Supplied data:
---+---
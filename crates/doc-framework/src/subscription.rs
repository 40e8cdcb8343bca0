//! # Subscriptions & Queries
//!
//! A [`Subscription`] is the receiving end of a collection watcher. The actor
//! holds the sending half; dropping or cancelling the subscription closes the
//! channel and the actor prunes the watcher on its next pass.
//!
//! Subscriptions can be bound to a [`CancellationToken`]. Once the token is
//! cancelled, [`Subscription::next`] returns `None` even if notifications are
//! still queued, so no stale value is ever delivered after a teardown.

use std::fmt;
use std::sync::Arc;
use tokio::sync::mpsc;
use tokio_util::sync::CancellationToken;

/// Receiving end of a watch on one document or on a query.
#[derive(Debug)]
pub struct Subscription<V> {
    receiver: mpsc::UnboundedReceiver<V>,
    cancel: CancellationToken,
}

impl<V> Subscription<V> {
    /// Creates a connected feed/subscription pair.
    ///
    /// Used by the collection actor and by test doubles that need to script
    /// notifications by hand.
    pub fn channel() -> (mpsc::UnboundedSender<V>, Self) {
        let (sender, receiver) = mpsc::unbounded_channel();
        let subscription = Self {
            receiver,
            cancel: CancellationToken::new(),
        };
        (sender, subscription)
    }

    /// Ties this subscription to an external token.
    pub fn bind(mut self, token: CancellationToken) -> Self {
        self.cancel = token;
        self
    }

    /// Waits for the next notification.
    ///
    /// Returns `None` once the subscription is cancelled or the collection
    /// shut down.
    pub async fn next(&mut self) -> Option<V> {
        if self.cancel.is_cancelled() {
            self.receiver.close();
            return None;
        }
        tokio::select! {
            biased;
            _ = self.cancel.cancelled() => {
                self.receiver.close();
                None
            }
            item = self.receiver.recv() => item,
        }
    }

    /// Stops the subscription. The actor drops its watcher on the next change
    /// or watcher count.
    pub fn cancel(&mut self) {
        self.cancel.cancel();
        self.receiver.close();
    }

    pub fn is_cancelled(&self) -> bool {
        self.cancel.is_cancelled()
    }
}

/// A named predicate over documents, used by `watch_query`.
pub struct Query<T> {
    label: String,
    predicate: Arc<dyn Fn(&T) -> bool + Send + Sync>,
}

impl<T> Query<T> {
    pub fn new(label: impl Into<String>, predicate: impl Fn(&T) -> bool + Send + Sync + 'static) -> Self {
        Self {
            label: label.into(),
            predicate: Arc::new(predicate),
        }
    }

    /// Matches every document in the collection.
    pub fn all() -> Self {
        Self::new("all", |_| true)
    }

    pub fn matches(&self, doc: &T) -> bool {
        (self.predicate)(doc)
    }

    pub fn label(&self) -> &str {
        &self.label
    }
}

impl<T> Clone for Query<T> {
    fn clone(&self) -> Self {
        Self {
            label: self.label.clone(),
            predicate: Arc::clone(&self.predicate),
        }
    }
}

impl<T> fmt::Debug for Query<T> {
    fn fmt(&self, f: &mut fmt::Formatter<'_>) -> fmt::Result {
        f.debug_struct("Query").field("label", &self.label).finish()
    }
}
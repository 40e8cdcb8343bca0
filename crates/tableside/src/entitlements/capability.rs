use serde::{Deserialize, Serialize};
use std::collections::BTreeSet;
use std::fmt::Display;

/// A plan feature the platform knows how to gate.
#[derive(Debug, Clone, Copy, PartialEq, Eq, PartialOrd, Ord, Hash, Serialize, Deserialize)]
pub enum Feature {
    Analytics,
    AiMenuSuggestions,
    AiSalesSummary,
    KitchenDisplay,
    CustomBranding,
    PrioritySupport,
}

impl Feature {
    pub const ALL: [Feature; 6] = [
        Feature::Analytics,
        Feature::AiMenuSuggestions,
        Feature::AiSalesSummary,
        Feature::KitchenDisplay,
        Feature::CustomBranding,
        Feature::PrioritySupport,
    ];

    /// The tag a plan document lists the feature under.
    pub fn tag(self) -> &'static str {
        match self {
            Feature::Analytics => "Analytics",
            Feature::AiMenuSuggestions => "AI Menu Suggestions",
            Feature::AiSalesSummary => "AI Sales Summary",
            Feature::KitchenDisplay => "Kitchen Display",
            Feature::CustomBranding => "Custom Branding",
            Feature::PrioritySupport => "Priority Support",
        }
    }

    /// Case-insensitive; surrounding whitespace is ignored.
    pub fn from_tag(tag: &str) -> Option<Self> {
        let tag = tag.trim();
        Self::ALL
            .into_iter()
            .find(|feature| feature.tag().eq_ignore_ascii_case(tag))
    }
}

impl Display for Feature {
    fn fmt(&self, f: &mut std::fmt::Formatter<'_>) -> std::fmt::Result {
        f.write_str(self.tag())
    }
}

/// The recognized features a user may use.
#[derive(Debug, Clone, Default, PartialEq, Eq)]
pub struct CapabilitySet(BTreeSet<Feature>);

impl CapabilitySet {
    pub fn empty() -> Self {
        Self::default()
    }

    /// Keeps the recognized tags, drops the rest.
    pub fn from_tags<'a>(tags: impl IntoIterator<Item = &'a str>) -> Self {
        Self(tags.into_iter().filter_map(Feature::from_tag).collect())
    }

    pub fn contains(&self, feature: Feature) -> bool {
        self.0.contains(&feature)
    }

    pub fn is_empty(&self) -> bool {
        self.0.is_empty()
    }

    pub fn len(&self) -> usize {
        self.0.len()
    }

    pub fn iter(&self) -> impl Iterator<Item = Feature> + '_ {
        self.0.iter().copied()
    }
}

/// How many tables a tenant may configure.
#[derive(Debug, Clone, Copy, PartialEq, Eq)]
pub enum TableQuota {
    Unlimited,
    Limited(u32),
}

impl TableQuota {
    /// Plans store `0` for unlimited.
    pub fn from_plan(quota: u32) -> Self {
        match quota {
            0 => TableQuota::Unlimited,
            n => TableQuota::Limited(n),
        }
    }

    pub fn allows(self, tables: u32) -> bool {
        match self {
            TableQuota::Unlimited => true,
            TableQuota::Limited(max) => tables <= max,
        }
    }
}

#[cfg(test)]
mod tests {
    use super::*;

    #[test]
    fn test_tags_are_matched_case_insensitively() {
        assert_eq!(Feature::from_tag("analytics"), Some(Feature::Analytics));
        assert_eq!(Feature::from_tag(" AI menu suggestions "), Some(Feature::AiMenuSuggestions));
        assert_eq!(Feature::from_tag("Loyalty Points"), None);
    }

    #[test]
    fn test_unknown_tags_are_ignored() {
        let set = CapabilitySet::from_tags(["Analytics", "Loyalty Points", "Kitchen Display", "analytics"]);
        assert_eq!(set.len(), 2);
        assert!(set.contains(Feature::KitchenDisplay));
        assert!(!set.contains(Feature::CustomBranding));
    }

    #[test]
    fn test_table_quota() {
        assert_eq!(TableQuota::from_plan(0), TableQuota::Unlimited);
        assert!(TableQuota::Unlimited.allows(500));
        assert!(TableQuota::from_plan(10).allows(10));
        assert!(!TableQuota::Limited(3).allows(4));
    }
}
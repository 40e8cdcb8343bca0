//! # Profile Client

use crate::clients::recover;
use crate::model::{ProfileCreate, ProfileUpdate, UserId, UserProfile};
use crate::profile_actor::ProfileError;
use async_trait::async_trait;
use doc_framework::{CollectionClient, DocumentClient, StoreError};
use tracing::{debug, instrument};

#[derive(Clone)]
pub struct ProfileClient {
    inner: CollectionClient<UserProfile>,
}

impl ProfileClient {
    pub fn new(inner: CollectionClient<UserProfile>) -> Self {
        Self { inner }
    }

    /// Stores the profile under the user's identity-provider id.
    #[instrument(skip(self))]
    pub async fn create_profile(&self, uid: UserId, params: ProfileCreate) -> Result<UserId, ProfileError> {
        debug!("Sending request");
        self.inner.insert(uid, params).await.map_err(Self::map_error)
    }

    #[instrument(skip(self))]
    pub async fn update_profile(&self, uid: UserId, update: ProfileUpdate) -> Result<UserProfile, ProfileError> {
        debug!("Sending request");
        self.inner.update(uid, update).await.map_err(Self::map_error)
    }
}

#[async_trait]
impl DocumentClient<UserProfile> for ProfileClient {
    type Error = ProfileError;

    fn inner(&self) -> &CollectionClient<UserProfile> {
        &self.inner
    }

    fn map_error(e: StoreError) -> Self::Error {
        recover(e, |e| match e {
            StoreError::NotFound(id) => ProfileError::NotFound(id),
            StoreError::AlreadyExists(id) => ProfileError::AlreadyExists(id),
            e => ProfileError::ActorCommunicationError(e.to_string()),
        })
    }
}
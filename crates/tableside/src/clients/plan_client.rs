//! # Plan Client

use crate::clients::recover;
use crate::model::{PlanCreate, PlanId, PlanUpdate, SubscriptionPlan};
use crate::plan_actor::PlanError;
use async_trait::async_trait;
use doc_framework::{CollectionClient, DocumentClient, StoreError};
use tracing::{debug, instrument};

#[derive(Clone)]
pub struct PlanClient {
    inner: CollectionClient<SubscriptionPlan>,
}

impl PlanClient {
    pub fn new(inner: CollectionClient<SubscriptionPlan>) -> Self {
        Self { inner }
    }

    #[instrument(skip(self))]
    pub async fn create_plan(&self, params: PlanCreate) -> Result<PlanId, PlanError> {
        debug!("Sending request");
        self.inner.create(params).await.map_err(Self::map_error)
    }

    #[instrument(skip(self))]
    pub async fn update_plan(&self, id: PlanId, update: PlanUpdate) -> Result<SubscriptionPlan, PlanError> {
        debug!("Sending request");
        self.inner.update(id, update).await.map_err(Self::map_error)
    }
}

#[async_trait]
impl DocumentClient<SubscriptionPlan> for PlanClient {
    type Error = PlanError;

    fn inner(&self) -> &CollectionClient<SubscriptionPlan> {
        &self.inner
    }

    fn map_error(e: StoreError) -> Self::Error {
        recover(e, |e| match e {
            StoreError::NotFound(id) => PlanError::NotFound(id),
            e => PlanError::ActorCommunicationError(e.to_string()),
        })
    }
}
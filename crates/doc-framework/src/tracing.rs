//! # Observability & Tracing
//!
//! Structured logging for every collection and client.
//!
//! ## What Gets Traced
//!
//! - **Actor lifecycle**: startup and shutdown with the final document count
//! - **Document operations**: Create, Insert, Get, Update, Delete, Action, Batch
//! - **Subscriptions**: Watch and Watch query registrations
//! - **Failures**: warnings with the document id and the hook error
//!
//! Log lines carry `entity_type` (e.g. `Order`, `Tenant`) instead of module
//! paths, so the subscriber is configured with `with_target(false)`.
//!
//! ```bash
//! RUST_LOG=info cargo run      # lifecycle and commits
//! RUST_LOG=debug cargo run     # full request payloads
//! RUST_LOG=tableside=debug,doc_framework=info cargo run
//! ```
//!
//! With `RUST_LOG=info` a settlement reads:
//!
//! ```text
//! INFO settle_table: Settling table table="T4" orders=3
//! INFO settle_table: Batch committed entity_type="Order" len=3 documents=3
//! ```

/// Installs the global subscriber. Call once, at process start.
pub fn setup_tracing() {
    tracing_subscriber::fmt()
        .with_env_filter(tracing_subscriber::EnvFilter::from_default_env())
        .with_target(false)
        .compact()
        .init();
}
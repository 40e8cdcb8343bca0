//! Error types for the Plan collection.

use thiserror::Error;

#[derive(Debug, Clone, Error, PartialEq)]
pub enum PlanError {
    #[error("Plan not found: {0}")]
    NotFound(String),

    #[error("Plan validation error: {0}")]
    ValidationError(String),

    #[error("Actor communication error: {0}")]
    ActorCommunicationError(String),
}

impl From<String> for PlanError {
    fn from(msg: String) -> Self {
        PlanError::ActorCommunicationError(msg)
    }
}
//! # Order Collection
//!
//! Orders move through the preparation pipeline by document actions only;
//! there is no free-form update and orders are never deleted by the
//! platform.
//!
//! ## Structure
//!
//! - [`entity`] - [`Document`](doc_framework::Document) implementation for [`Order`]
//! - [`error`] - [`OrderError`]
//! - [`actions`] - [`OrderAction`], [`OrderActionResult`] and [`AdvanceOutcome`]
//! - [`new()`] - creates the actor and its client
//!
//! ## Usage
//!
//! ```rust
//! use tableside::clients::{OrderClient, TenantClient};
//! use tableside::model::{LineItem, OrderCreate, OrderStatus, SubscriptionStatus, TableRef, TenantCreate};
//! use tableside::order_actor::{self, ConcurrencyMode, OrderContext};
//! use tableside::tenant_actor;
//! use rust_decimal::Decimal;
//!
//! #[tokio::main]
//! async fn main() -> Result<(), Box<dyn std::error::Error>> {
//!     let (tenant_actor, tenants) = tenant_actor::new(8);
//!     let (order_actor, orders) = order_actor::new(8);
//!     let tenants = TenantClient::new(tenants);
//!     let orders = OrderClient::new(orders, ConcurrencyMode::LastWriteWins);
//!
//!     tokio::spawn(tenant_actor.run(()));
//!     tokio::spawn(order_actor.run(OrderContext::new(tenants.clone())));
//!
//!     let tenant = tenants
//!         .create_tenant(TenantCreate {
//!             business_name: "Corner Bistro".into(),
//!             plan_id: None,
//!             subscription_status: SubscriptionStatus::Active,
//!             billing_date: None,
//!         })
//!         .await?;
//!     let id = orders
//!         .place_order(OrderCreate {
//!             tenant_id: tenant,
//!             table: TableRef::new("T1"),
//!             items: vec![LineItem::new("soup", "Soup", 1, Decimal::new(650, 2))],
//!         })
//!         .await?;
//!     orders.advance_status(id, OrderStatus::Placed).await?;
//!     Ok(())
//! }
//! ```

pub mod actions;
pub mod entity;
pub mod error;

pub use actions::*;
pub use entity::OrderContext;
pub use error::*;

use crate::model::Order;
use doc_framework::{CollectionActor, CollectionClient};

/// Creates a new Order actor and its client.
pub fn new(buffer_size: usize) -> (CollectionActor<Order>, CollectionClient<Order>) {
    CollectionActor::new(buffer_size)
}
---+---
What you have to do: Find the line with "self.0.len()" in the material above. Reproduce it and each line after it up to and including the line with "pub struct ProfileClient".

Answer space:
        self.0.len()
    }

    pub fn iter(&self) -> impl Iterator<Item = Feature> + '_ {
        self.0.iter().copied()
    }
}

/// How many tables a tenant may configure.
#[derive(Debug, Clone, Copy, PartialEq, Eq)]
pub enum TableQuota {
    Unlimited,
    Limited(u32),
}

impl TableQuota {
    /// Plans store `0` for unlimited.
    pub fn from_plan(quota: u32) -> Self {
        match quota {
            0 => TableQuota::Unlimited,
            n => TableQuota::Limited(n),
        }
    }

    pub fn allows(self, tables: u32) -> bool {
        match self {
            TableQuota::Unlimited => true,
            TableQuota::Limited(max) => tables <= max,
        }
    }
}

#[cfg(test)]
mod tests {
    use super::*;

    #[test]
    fn test_tags_are_matched_case_insensitively() {
        assert_eq!(Feature::from_tag("analytics"), Some(Feature::Analytics));
        assert_eq!(Feature::from_tag(" AI menu suggestions "), Some(Feature::AiMenuSuggestions));
        assert_eq!(Feature::from_tag("Loyalty Points"), None);
    }

    #[test]
    fn test_unknown_tags_are_ignored() {
        let set = CapabilitySet::from_tags(["Analytics", "Loyalty Points", "Kitchen Display", "analytics"]);
        assert_eq!(set.len(), 2);
        assert!(set.contains(Feature::KitchenDisplay));
        assert!(!set.contains(Feature::CustomBranding));
    }

    #[test]
    fn test_table_quota() {
        assert_eq!(TableQuota::from_plan(0), TableQuota::Unlimited);
        assert!(TableQuota::Unlimited.allows(500));
        assert!(TableQuota::from_plan(10).allows(10));
        assert!(!TableQuota::Limited(3).allows(4));
    }
}
repository 40e8cdcb8343bca0
//! # Profile Client

use crate::clients::recover;
use crate::model::{ProfileCreate, ProfileUpdate, UserId, UserProfile};
use crate::profile_actor::ProfileError;
use async_trait::async_trait;
use doc_framework::{CollectionClient, DocumentClient, StoreError};
use tracing::{debug, instrument};

#[derive(Clone)]
pub struct ProfileClient {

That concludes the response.